**PROBLEM TO WORK ON:** Copy out each line of the data that holds the string "Some".

(DATA LISTING Opens)

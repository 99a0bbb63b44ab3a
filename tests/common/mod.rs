//! Shared helpers for integration tests: stub engines and sample uploads.
//!
//! Stub engines are shell scripts run as `sh <script> {input} {output_dir}
//! {stem}`, so inside a script `$1` is the input file, `$2` the output
//! directory and `$3` the stem the artifact must be named after.

#![allow(dead_code)]

use edgequake_omr::{GatewayConfig, GatewayConfigBuilder, JobController, PreprocessConfig, Upload};
use std::path::{Path, PathBuf};
use std::time::Duration;
use tempfile::TempDir;

/// Magic bytes of a PNG file.
pub const PNG_MAGIC: &[u8] = b"\x89PNG\r\n\x1a\n";

/// Bytes every successful stub writes as its artifact.
pub const STUB_ARTIFACT: &[u8] = b"PK\x03\x04stub-musicxml";

/// Shell snippet writing [`STUB_ARTIFACT`] to the expected location.
pub const WRITE_ARTIFACT: &str = r#"printf 'PK\003\004stub-musicxml' > "$2/$3.mxl""#;

/// A scratch area holding the workspace root and the stub scripts.
pub struct Sandbox {
    dir: TempDir,
}

impl Sandbox {
    pub fn new() -> Self {
        let _ = tracing_subscriber::fmt()
            .with_env_filter(tracing_subscriber::EnvFilter::from_default_env())
            .with_test_writer()
            .try_init();
        Self {
            dir: tempfile::tempdir().expect("sandbox tempdir"),
        }
    }

    pub fn path(&self) -> &Path {
        self.dir.path()
    }

    pub fn workspace_root(&self) -> PathBuf {
        self.dir.path().join("workspaces")
    }

    /// Write `body` as a shell script and return its path.
    pub fn script(&self, name: &str, body: &str) -> PathBuf {
        let path = self.dir.path().join(name);
        std::fs::write(&path, format!("#!/bin/sh\n{body}\n")).expect("write stub script");
        path
    }

    /// Config builder running `script` as the engine, without PDF pre-conversion.
    pub fn config(&self, script: &Path) -> GatewayConfigBuilder {
        GatewayConfig::builder()
            .workspace_root(self.workspace_root())
            .engine_program("sh")
            .engine_args([
                script.to_string_lossy().into_owned(),
                "{input}".to_string(),
                "{output_dir}".to_string(),
                "{stem}".to_string(),
            ])
            .preprocess(None)
            .job_timeout(Duration::from_secs(20))
            .permit_wait_timeout(None)
            .event_retention(Duration::from_secs(30))
    }

    /// Pre-conversion config running `script` as `sh <script> {input} {output}`.
    pub fn preprocess(&self, script: &Path) -> PreprocessConfig {
        PreprocessConfig {
            program: "sh".into(),
            args: vec![
                script.to_string_lossy().into_owned(),
                "{input}".into(),
                "{output}".into(),
            ],
            output_extension: "tiff".into(),
            native_pdf_check: None,
        }
    }

    pub fn controller(&self, builder: GatewayConfigBuilder) -> JobController {
        JobController::new(builder.build().expect("valid test config"))
    }

    /// Number of entries left under the workspace root.
    pub fn leftover_workspaces(&self) -> usize {
        match std::fs::read_dir(self.workspace_root()) {
            Ok(entries) => entries.count(),
            Err(_) => 0,
        }
    }
}

/// A PNG-looking upload of exactly `size` bytes.
pub fn png_upload(name: &str, size: usize) -> Upload {
    let mut bytes = PNG_MAGIC.to_vec();
    bytes.resize(size.max(PNG_MAGIC.len()), 0);
    Upload::new(name, Some("image/png".into()), bytes)
}

pub fn pdf_upload(name: &str) -> Upload {
    Upload::new(
        name,
        Some("application/pdf".into()),
        b"%PDF-1.4\n%stub\n".to_vec(),
    )
}

/// Poll `cond` every 10 ms for up to 5 s.
pub async fn wait_until(mut cond: impl FnMut() -> bool) {
    for _ in 0..500 {
        if cond() {
            return;
        }
        tokio::time::sleep(Duration::from_millis(10)).await;
    }
    panic!("condition not reached within 5s");
}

(DATA LISTING Closes)

**ANSWER SPACE:**
    Upload::new(name, Some("image/png".into()), bytes)
        Some("application/pdf".into()),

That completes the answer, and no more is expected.